Deep learning augmented microscopy: a faster, wider view, higher resolution autofluorescence-harmonic microscopy.

Deep learning enables bypassing the tradeoffs between imaging speed, field of view, and spatial resolution in autofluorescence-harmonic microscopy.

Label-free nonlinear optical microscopy is an emerging technique for probing biological structures and functions without exogenous labels or dyes. Thus, it provides an attractive solution to gain biological insights without perturbing the native states of biological samples and processes. For example, vibrational spectroscopic imaging techniques[1], such as anti-Stokes Raman scattering (CARS) and stimulated Raman scattering (SRS), allow quantifying biomolecules by measuring the molecular vibration spectra in living cells and tissues. Two-photon autofluorescence (2PA) of flavin adenine dinucleotide (FAD) and three-photon autofluorescence (3PA) of nicotinamide adenine dinucleotide (NADH) permit noninvasive monitoring of metabolic activities[2]. Second-harmonic generation (SHG) microscopy provides morphological and functional characterization of anisotropic biological structures, such as collagen[3], muscle[4], and microtubules[5]. Third harmonic generation (THG) microscopy enables elucidating on cellular and tissue organizations by probing intra- and extracellular membranes, and extracellular matrix structures[6]. Recent advances in simultaneous label-free autofluorescence- multiharmonic (SLAM) microscopy further expands the nonlinear optical microscopy’s utility in intravital imaging[7] and slide-free, stain-free histopathology[8,9].

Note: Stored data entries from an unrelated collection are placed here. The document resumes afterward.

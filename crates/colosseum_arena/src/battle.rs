//! # Battle Record
//!
//! The canonical battle state: two sides, strict turn alternation, wildcard
//! sub-state, per-side status effects, combo counters and skill cooldowns.
//! Exactly one side reaching 0 HP flips `finished`; `finalize` is guarded by
//! its own flag so the settlement signal fires once.

use colosseum_core::{
    decode_record, keys, Address, DecodeError, DecodeResult, EntityStore, RecordReader,
    RecordWriter, StoreError,
};

use crate::error::{ArenaError, ArenaResult};
use crate::status::{StatusMask, StatusState};

/// Battle record version.
pub const RECORD_VERSION: u8 = 1;

/// One of the two battle sides.
#[derive(Clone, Copy, Debug, PartialEq, Eq)]
pub enum BattleSide {
    /// Side 1 (the creator's character).
    One,
    /// Side 2.
    Two,
}

impl BattleSide {
    /// The persisted byte (1 or 2).
    #[inline]
    #[must_use]
    pub const fn as_u8(self) -> u8 {
        match self {
            Self::One => 1,
            Self::Two => 2,
        }
    }

    /// Converts from the persisted byte.
    #[inline]
    #[must_use]
    pub const fn from_u8(value: u8) -> Option<Self> {
        match value {
            1 => Some(Self::One),
            2 => Some(Self::Two),
            _ => None,
        }
    }

    /// The opposing side.
    #[inline]
    #[must_use]
    pub const fn other(self) -> Self {
        match self {
            Self::One => Self::Two,
            Self::Two => Self::One,
        }
    }
}

/// Wildcard event kinds. The effect fires only if both sides accept.
#[derive(Clone, Copy, Debug, PartialEq, Eq)]
#[repr(u8)]
pub enum WildcardKind {
    /// Both sides heal a fraction of max HP.
    HealingRain = 0,
    /// Both sides gain energy.
    AdrenalineRush = 1,
    /// Both sides pay a fraction of max HP (floored at 1).
    BloodPrice = 2,
}

impl WildcardKind {
    /// Converts from the persisted byte.
    #[inline]
    #[must_use]
    pub const fn from_u8(value: u8) -> Option<Self> {
        match value {
            0 => Some(Self::HealingRain),
            1 => Some(Self::AdrenalineRush),
            2 => Some(Self::BloodPrice),
            _ => None,
        }
    }

    /// Kind name for logs and signals.
    #[inline]
    #[must_use]
    pub const fn name(self) -> &'static str {
        match self {
            Self::HealingRain => "HealingRain",
            Self::AdrenalineRush => "AdrenalineRush",
            Self::BloodPrice => "BloodPrice",
        }
    }
}

/// One side's pending wildcard decision.
#[derive(Clone, Copy, Debug, Default, PartialEq, Eq)]
#[repr(u8)]
pub enum Decision {
    /// No decision submitted yet.
    #[default]
    None = 0,
    /// Accepted the wildcard.
    Accept = 1,
    /// Declined the wildcard.
    Decline = 2,
}

impl Decision {
    /// Converts from the persisted byte.
    #[inline]
    #[must_use]
    pub const fn from_u8(value: u8) -> Option<Self> {
        match value {
            0 => Some(Self::None),
            1 => Some(Self::Accept),
            2 => Some(Self::Decline),
            _ => None,
        }
    }
}

/// The wildcard sub-state: fully absent, or fully resolved before the next
/// trigger.
#[derive(Clone, Copy, Debug, PartialEq, Eq)]
pub struct WildcardState {
    /// Whether a wildcard is awaiting decisions.
    pub active: bool,
    /// The triggered kind (meaningful while active).
    pub kind: WildcardKind,
    /// Decision deadline (unix seconds).
    pub deadline: u64,
    /// Side 1's decision.
    pub decision1: Decision,
    /// Side 2's decision.
    pub decision2: Decision,
}

impl Default for WildcardState {
    fn default() -> Self {
        Self {
            active: false,
            kind: WildcardKind::HealingRain,
            deadline: 0,
            decision1: Decision::None,
            decision2: Decision::None,
        }
    }
}

/// Per-side mutable battle state.
#[derive(Clone, Copy, Debug, Default, PartialEq, Eq)]
pub struct SideState {
    /// Current HP in this battle.
    pub hp: u64,
    /// Active status effects.
    pub status: StatusState,
    /// Consecutive successful hits.
    pub combo: u8,
    /// Cooldowns for the three skill slots.
    pub cooldowns: [u8; 3],
}

/// A battle between two characters.
#[derive(Clone, Debug, PartialEq, Eq)]
pub struct Battle {
    /// Side 1's character id.
    pub char1: String,
    /// Side 2's character id.
    pub char2: String,
    /// Side 1's owner.
    pub owner1: Address,
    /// Side 2's owner.
    pub owner2: Address,
    /// Scheduled start (unix seconds); turns before this are rejected.
    pub start_time: u64,
    /// Creation time (unix seconds); part of every roll seed.
    pub created_at: u64,
    /// Last accepted mutation (unix seconds); drives the stall sweep.
    pub last_action_at: u64,
    /// Turn counter, starting at 0.
    pub turn: u32,
    /// The side whose turn it is.
    pub turn_of: BattleSide,
    /// Set when one side's HP reaches 0.
    pub finished: bool,
    /// Set once `finalize` has run.
    pub finalized: bool,
    /// Winning side, present iff finished.
    pub winner: Option<BattleSide>,
    /// Side 1 state.
    pub side1: SideState,
    /// Side 2 state.
    pub side2: SideState,
    /// Wildcard sub-state.
    pub wildcard: WildcardState,
}

impl Battle {
    /// Creates a battle between two characters with their starting HP.
    #[must_use]
    pub fn new(
        char1: String,
        char2: String,
        owner1: Address,
        owner2: Address,
        hp1: u64,
        hp2: u64,
        start_time: u64,
        now: u64,
    ) -> Self {
        Self {
            char1,
            char2,
            owner1,
            owner2,
            start_time,
            created_at: now,
            last_action_at: now,
            turn: 0,
            turn_of: BattleSide::One,
            finished: false,
            finalized: false,
            winner: None,
            side1: SideState {
                hp: hp1,
                ..SideState::default()
            },
            side2: SideState {
                hp: hp2,
                ..SideState::default()
            },
            wildcard: WildcardState::default(),
        }
    }

    /// The state of one side.
    #[inline]
    #[must_use]
    pub const fn side(&self, side: BattleSide) -> &SideState {
        match side {
            BattleSide::One => &self.side1,
            BattleSide::Two => &self.side2,
        }
    }

    /// Mutable state of one side.
    #[inline]
    pub fn side_mut(&mut self, side: BattleSide) -> &mut SideState {
        match side {
            BattleSide::One => &mut self.side1,
            BattleSide::Two => &mut self.side2,
        }
    }

    /// The character id fighting on `side`.
    #[must_use]
    pub fn character_of(&self, side: BattleSide) -> &str {
        match side {
            BattleSide::One => &self.char1,
            BattleSide::Two => &self.char2,
        }
    }

    /// The owner of `side`.
    #[must_use]
    pub const fn owner_of(&self, side: BattleSide) -> &Address {
        match side {
            BattleSide::One => &self.owner1,
            BattleSide::Two => &self.owner2,
        }
    }

    /// Which side a character id fights on, if any.
    #[must_use]
    pub fn side_of(&self, character: &str) -> Option<BattleSide> {
        if self.char1 == character {
            Some(BattleSide::One)
        } else if self.char2 == character {
            Some(BattleSide::Two)
        } else {
            None
        }
    }

    /// Encodes the record in canonical field order.
    #[must_use]
    pub fn encode(&self) -> Vec<u8> {
        let mut w = RecordWriter::new(RECORD_VERSION);
        w.str(&self.char1)
            .str(&self.char2)
            .str(self.owner1.as_str())
            .str(self.owner2.as_str())
            .u64(self.start_time)
            .u64(self.created_at)
            .u64(self.last_action_at)
            .u32(self.turn)
            .u8(self.turn_of.as_u8())
            .bool(self.finished)
            .bool(self.finalized)
            .u8(self.winner.map_or(0, BattleSide::as_u8))
            .u64(self.side1.hp)
            .u64(self.side2.hp)
            .bool(self.wildcard.active)
            .u8(self.wildcard.kind as u8)
            .u64(self.wildcard.deadline)
            .u8(self.wildcard.decision1 as u8)
            .u8(self.wildcard.decision2 as u8)
            .u8(self.side1.status.mask.bits())
            .u8(self.side1.status.turns)
            .u8(self.side2.status.mask.bits())
            .u8(self.side2.status.turns)
            .u8(self.side1.combo)
            .u8(self.side2.combo);
        for cd in self.side1.cooldowns {
            w.u8(cd);
        }
        for cd in self.side2.cooldowns {
            w.u8(cd);
        }
        w.finish()
    }

    /// Decodes a record previously produced by [`Battle::encode`].
    ///
    /// # Errors
    ///
    /// `StoreError::Corrupt` when the bytes do not match the field order.
    pub fn decode(key: &str, bytes: &[u8]) -> Result<Self, StoreError> {
        decode_record(key, bytes, RECORD_VERSION, Self::decode_fields)
    }

    fn decode_fields(r: &mut RecordReader<'_>) -> DecodeResult<Self> {
        let char1 = r.str()?;
        let char2 = r.str()?;
        let owner1 = Address::new(r.str()?);
        let owner2 = Address::new(r.str()?);
        let start_time = r.u64()?;
        let created_at = r.u64()?;
        let last_action_at = r.u64()?;
        let turn = r.u32()?;
        let turn_of_byte = r.u8()?;
        let turn_of = BattleSide::from_u8(turn_of_byte)
            .ok_or_else(|| DecodeError(format!("invalid side byte {turn_of_byte}")))?;
        let finished = r.bool()?;
        let finalized = r.bool()?;
        let winner = match r.u8()? {
            0 => None,
            b => Some(
                BattleSide::from_u8(b)
                    .ok_or_else(|| DecodeError(format!("invalid winner byte {b}")))?,
            ),
        };
        let hp1 = r.u64()?;
        let hp2 = r.u64()?;
        let active = r.bool()?;
        let kind_byte = r.u8()?;
        let kind = WildcardKind::from_u8(kind_byte)
            .ok_or_else(|| DecodeError(format!("invalid wildcard kind {kind_byte}")))?;
        let deadline = r.u64()?;
        let d1_byte = r.u8()?;
        let decision1 = Decision::from_u8(d1_byte)
            .ok_or_else(|| DecodeError(format!("invalid decision byte {d1_byte}")))?;
        let d2_byte = r.u8()?;
        let decision2 = Decision::from_u8(d2_byte)
            .ok_or_else(|| DecodeError(format!("invalid decision byte {d2_byte}")))?;
        let status1 = StatusState {
            mask: StatusMask::from_bits(r.u8()?),
            turns: r.u8()?,
        };
        let status2 = StatusState {
            mask: StatusMask::from_bits(r.u8()?),
            turns: r.u8()?,
        };
        let combo1 = r.u8()?;
        let combo2 = r.u8()?;
        let cds1 = [r.u8()?, r.u8()?, r.u8()?];
        let cds2 = [r.u8()?, r.u8()?, r.u8()?];
        Ok(Self {
            char1,
            char2,
            owner1,
            owner2,
            start_time,
            created_at,
            last_action_at,
            turn,
            turn_of,
            finished,
            finalized,
            winner,
            side1: SideState {
                hp: hp1,
                status: status1,
                combo: combo1,
                cooldowns: cds1,
            },
            side2: SideState {
                hp: hp2,
                status: status2,
                combo: combo2,
                cooldowns: cds2,
            },
            wildcard: WildcardState {
                active,
                kind,
                deadline,
                decision1,
                decision2,
            },
        })
    }

    /// Loads a battle by id.
    ///
    /// # Errors
    ///
    /// `ArenaError::UnknownBattle` if absent; corrupt records propagate.
    pub fn load<S: EntityStore + ?Sized>(store: &S, id: &str) -> ArenaResult<Self> {
        let key = keys::battle(id);
        match store.get(&key) {
            Ok(bytes) => Ok(Self::decode(&key, &bytes)?),
            Err(StoreError::NotFound(_)) => Err(ArenaError::UnknownBattle(id.to_owned())),
            Err(e) => Err(e.into()),
        }
    }

    /// Persists the battle under its id.
    pub fn save<S: EntityStore + ?Sized>(&self, store: &mut S, id: &str) {
        store.set(&keys::battle(id), self.encode());
    }
}

#[cfg(test)]
mod tests {
    use super::*;

    fn sample() -> Battle {
        let mut b = Battle::new(
            "c1".into(),
            "c2".into(),
            Address::new("alice"),
            Address::new("bob"),
            120,
            90,
            1_700_000_000,
            1_699_999_000,
        );
        b.turn = 7;
        b.turn_of = BattleSide::Two;
        b.side1.status.apply(StatusMask::POISON, 2);
        b.side2.combo = 4;
        b.side1.cooldowns = [0, 3, 0];
        b.wildcard = WildcardState {
            active: true,
            kind: WildcardKind::BloodPrice,
            deadline: 1_700_000_500,
            decision1: Decision::Accept,
            decision2: Decision::None,
        };
        b
    }

    #[test]
    fn test_encode_decode_roundtrip() {
        let b = sample();
        let back = Battle::decode("battle:b1", &b.encode()).unwrap();
        assert_eq!(back, b);
    }

    #[test]
    fn test_side_lookup() {
        let b = sample();
        assert_eq!(b.side_of("c1"), Some(BattleSide::One));
        assert_eq!(b.side_of("c2"), Some(BattleSide::Two));
        assert_eq!(b.side_of("c3"), None);
        assert_eq!(b.owner_of(BattleSide::Two).as_str(), "bob");
        assert_eq!(b.side(BattleSide::Two).combo, 4);
    }
}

Despite these advances, the implementations of all nonlinear optical microscopy techniques rely on laser scanning. This makes it challenging to simultaneously achieve a wide field of view (FOV), high spatial resolution, and fast imaging speed with sufficient signal-to-noise ratio (SNR) in the measurement. In this work by Shen et al.[10], a novel deep learning augmented microscopy framework is developed to overcome the physical tradeoffs. The proposed “deep learning autofluorescence-harmonic microscopy” (DLAM) is demonstrated on human pathological tissues for multimodal imaging, including 2PA of FAD, SHG and 3PA of NADH, with enhanced spatial resolution and much reduced acquisition time. This advancement may find broad utilities in the studies of biology and neuroscience.

Broadly speaking, DLAM adds to the rapid-growing list of deep learning augmented microscopy techniques[11], which overcome different aspects of physical limitations by combining novel instrumentation and deep learning. For example, strategies have been developed to first acquire low-SNR images at high speed and low light exposure and later enhance the SNR by deep learning to alleviate photo-damages in fluorescence microscopy[12] and SRS microscopy[13]. Deep learning-based super-resolution reconstruction has been demonstrated to bypass the limitation of FOV[14]. Data-efficient acquisition schemes by deep learning have been developed for multi-shot quantitative imaging techniques, such as Fourier ptychographic microscopy[15], single molecule localization microscopy[16], and structured illumination microscopy[17]. We envision this deep learning augmented approach may fundamentally push the imaging limits and ultimately revolutionize the field of microscopy.